Verifying the quality and authenticity of agri-food products is essential to guaranteeing adequate food safety for consumers. Ideally, the traceability of food products should be ensured throughout the entire supply chain, i.e., from raw materials to the final product, and vice versa. To achieve this objective, it is crucial to detect and quantify specific analytes which, if contained in food products, can act as indicators of authenticity. Nowadays, there is increasing interest in the implementation of new analytical methods characterized by the properties of high sensitivity, high throughput, and easy validation. Analytical results should be directly interpreted through mathematical models that are capable of providing rapid and reliable information regarding the quality and authenticity of the food product under study [1,2].

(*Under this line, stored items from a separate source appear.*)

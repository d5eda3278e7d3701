//! Canonicalization of member-expression access chains into the fixed
//! signature vocabulary (§4.2).

use std::fmt;

use crate::expressions::{Expr, ExprLoc, MemberProp};
use crate::intern::Interner;

/// One of the fixed, recognized access-chain shapes.
#[derive(Debug, Clone, Copy, PartialEq, Eq, Hash)]
pub enum Signature {
    Value,
    ValueIndex1,
    ValueIndex2,
    ValueIndex3,
    ValueDotValue,
    ThisThreadValue,
    ThisOutputValue,
    ThisConstantsValue,
    ThisConstantsValueIndex1,
    ThisConstantsValueIndex2,
    ThisConstantsValueIndex3,
    FnIndex1,
    FnIndex2,
    FnIndex3,
}

impl Signature {
    pub fn as_str(self) -> &'static str {
        match self {
            Self::Value => "value",
            Self::ValueIndex1 => "value[]",
            Self::ValueIndex2 => "value[][]",
            Self::ValueIndex3 => "value[][][]",
            Self::ValueDotValue => "value.value",
            Self::ThisThreadValue => "this.thread.value",
            Self::ThisOutputValue => "this.output.value",
            Self::ThisConstantsValue => "this.constants.value",
            Self::ThisConstantsValueIndex1 => "this.constants.value[]",
            Self::ThisConstantsValueIndex2 => "this.constants.value[][]",
            Self::ThisConstantsValueIndex3 => "this.constants.value[][][]",
            Self::FnIndex1 => "fn()[]",
            Self::FnIndex2 => "fn()[][]",
            Self::FnIndex3 => "fn()[][][]",
        }
    }

    fn from_str(text: &str) -> Option<Self> {
        Some(match text {
            "value" => Self::Value,
            "value[]" => Self::ValueIndex1,
            "value[][]" => Self::ValueIndex2,
            "value[][][]" => Self::ValueIndex3,
            "value.value" => Self::ValueDotValue,
            "this.thread.value" => Self::ThisThreadValue,
            "this.output.value" => Self::ThisOutputValue,
            "this.constants.value" => Self::ThisConstantsValue,
            "this.constants.value[]" => Self::ThisConstantsValueIndex1,
            "this.constants.value[][]" => Self::ThisConstantsValueIndex2,
            "this.constants.value[][][]" => Self::ThisConstantsValueIndex3,
            "fn()[]" => Self::FnIndex1,
            "fn()[][]" => Self::FnIndex2,
            "fn()[][][]" => Self::FnIndex3,
            _ => return None,
        })
    }
}

impl fmt::Display for Signature {
    fn fmt(&self, f: &mut fmt::Formatter<'_>) -> fmt::Result {
        f.write_str(self.as_str())
    }
}

/// Vector-channel property names recognized only when resolving a
/// `value.value` descriptor to a channel access. `x`/`y`/`z` are part of
/// the broader named-property bucket the signature recognizer folds into
/// `.value` (§4.2) but are not themselves channel names (§3) — only
/// `r`/`g`/`b`/`a` qualify here.
pub const CHANNEL_PROPERTIES: &[&str] = &["r", "g", "b", "a"];

#[derive(Debug, Clone, Copy, PartialEq, Eq)]
enum Fragment {
    This,
    Value,
    Constants,
    Thread,
    Output,
    FnCall,
    Index,
}

impl Fragment {
    fn text(self) -> &'static str {
        match self {
            Self::This => "this",
            Self::Value => "value",
            Self::Constants => "constants",
            Self::Thread => "thread",
            Self::Output => "output",
            Self::FnCall => "fn()",
            Self::Index => "[]",
        }
    }
}

fn join_fragments(fragments: &[Fragment]) -> String {
    let mut out = String::new();
    for fragment in fragments {
        if *fragment == Fragment::Index {
            out.push_str("[]");
        } else if out.is_empty() {
            out.push_str(fragment.text());
        } else {
            out.push('.');
            out.push_str(fragment.text());
        }
    }
    out
}

/// Walks from the outermost access inward, collecting fragments from the
/// base identifier/`this`/call origin out to the given expression.
fn collect(expr: &Expr, interner: &Interner) -> Option<Vec<Fragment>> {
    match expr {
        Expr::This => Some(vec![Fragment::This]),
        Expr::Identifier(_) => Some(vec![Fragment::Value]),
        Expr::Call { callee, .. } => {
            matches!(callee.expr, Expr::Identifier(_)).then_some(vec![Fragment::FnCall])
        }
        Expr::Member { object, property: MemberProp::Computed(_), computed: true } => {
            let mut fragments = collect(&object.expr, interner)?;
            fragments.push(Fragment::Index);
            Some(fragments)
        }
        Expr::Member { object, property: MemberProp::Name(name), computed: false } => {
            let mut fragments = collect(&object.expr, interner)?;
            let suffix = match interner.resolve(*name) {
                "constants" => Fragment::Constants,
                "thread" => Fragment::Thread,
                "output" => Fragment::Output,
                _ => Fragment::Value,
            };
            fragments.push(suffix);
            Some(fragments)
        }
        _ => None,
    }
}

/// Recognizes `expr`'s member-access chain, if any, against the fixed
/// allow-list. Returns `None` for non-member-chain expressions or chains
/// that don't match an allow-listed shape ("unhandled shape").
pub fn recognize(expr: &ExprLoc, interner: &Interner) -> Option<Signature> {
    let fragments = collect(&expr.expr, interner)?;
    Signature::from_str(&join_fragments(&fragments))
}

#[cfg(test)]
mod tests {
    use super::*;
    use crate::expressions::Literal;

    fn ident(interner: &mut Interner, name: &str) -> ExprLoc {
        ExprLoc::new(Expr::Identifier(interner.intern(name)), None)
    }

    fn member(object: ExprLoc, prop: &str, interner: &mut Interner) -> ExprLoc {
        ExprLoc::new(
            Expr::Member {
                object: Box::new(object),
                property: MemberProp::Name(interner.intern(prop)),
                computed: false,
            },
            None,
        )
    }

    fn index(object: ExprLoc) -> ExprLoc {
        ExprLoc::new(
            Expr::Member {
                object: Box::new(object),
                property: MemberProp::Computed(Box::new(ExprLoc::new(
                    Expr::Literal(Literal::Int(0)),
                    None,
                ))),
                computed: true,
            },
            None,
        )
    }

    #[test]
    fn bare_identifier_is_value() {
        let mut interner = Interner::new();
        let expr = ident(&mut interner, "a");
        assert_eq!(recognize(&expr, &interner), Some(Signature::Value));
    }

    #[test]
    fn indexed_identifier_chain() {
        let mut interner = Interner::new();
        let base = ident(&mut interner, "a");
        let once = index(base);
        assert_eq!(recognize(&once, &interner), Some(Signature::ValueIndex1));
        let twice = index(once);
        assert_eq!(recognize(&twice, &interner), Some(Signature::ValueIndex2));
    }

    #[test]
    fn this_thread_channel() {
        let mut interner = Interner::new();
        let this = ExprLoc::new(Expr::This, None);
        let thread = member(this, "thread", &mut interner);
        let x = member(thread, "x", &mut interner);
        assert_eq!(recognize(&x, &interner), Some(Signature::ThisThreadValue));
    }

    #[test]
    fn this_constants_indexed() {
        let mut interner = Interner::new();
        let this = ExprLoc::new(Expr::This, None);
        let constants = member(this, "constants", &mut interner);
        let named = member(constants, "weights", &mut interner);
        let indexed = index(named);
        assert_eq!(recognize(&indexed, &interner), Some(Signature::ThisConstantsValueIndex1));
    }

    #[test]
    fn fn_call_result_indexed() {
        let mut interner = Interner::new();
        let callee = ident(&mut interner, "helper");
        let call = ExprLoc::new(Expr::Call { callee: Box::new(callee), arguments: vec![] }, None);
        let indexed = index(call);
        assert_eq!(recognize(&indexed, &interner), Some(Signature::FnIndex1));
    }

    #[test]
    fn bare_this_is_unrecognized() {
        let interner = Interner::new();
        let this = ExprLoc::new(Expr::This, None);
        assert_eq!(recognize(&this, &interner), None);
    }

    #[test]
    fn four_levels_of_indexing_is_unrecognized() {
        let mut interner = Interner::new();
        let base = ident(&mut interner, "a");
        let deep = index(index(index(index(base))));
        assert_eq!(recognize(&deep, &interner), None);
    }
}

This Special Issue will focus on the most recent advances in this field, exploring the application of modern analytical techniques to assess the quality of food products. For this purpose, different analytical techniques, used individually or in combination, will be taken into consideration [3]. Furthermore, scientific works on artificial intelligence-oriented methods applied to food control will be welcome. These should move from chemometrics to machine learning, and deep learning [4].
Moreover, this Special Issue will compile scientific works on the applications of targeted and non-targeted metabolomics for the quality control of food products and their traceability through the supply chain [5,6]. The targeted analyses should aim at identifying specific metabolites the presence of which is indicative of a peculiar property of the sample. The quantification of such substances and the comparison of their amounts with established reference values should be in accordance with validated and standardized procedures. Nevertheless, while the targeted approach is excellently employed for the detection and quantification of known compounds in a complex matrix, it is often lacking in applicability for identifying unknown additives or contaminants that may hamper the authenticity and quality of a product. In this context, studies on non-targeted approaches are welcome. These should provide a comprehensive description of the complex matrix under investigation, enabling the detection of both known and unknown compounds contained in the mixture. The resulting indications of samples should be primarily intended not only for the identification of analytes but also for the assessment of sample authenticity via the use of suitable classification tools [7].
As an element of this Special Issue, our goal is to promote research and development in the adoption of a new scientific mindset that exploits innovative and smart technologies for food analysis. We welcome both original research and high-quality review articles in this interdisciplinary field.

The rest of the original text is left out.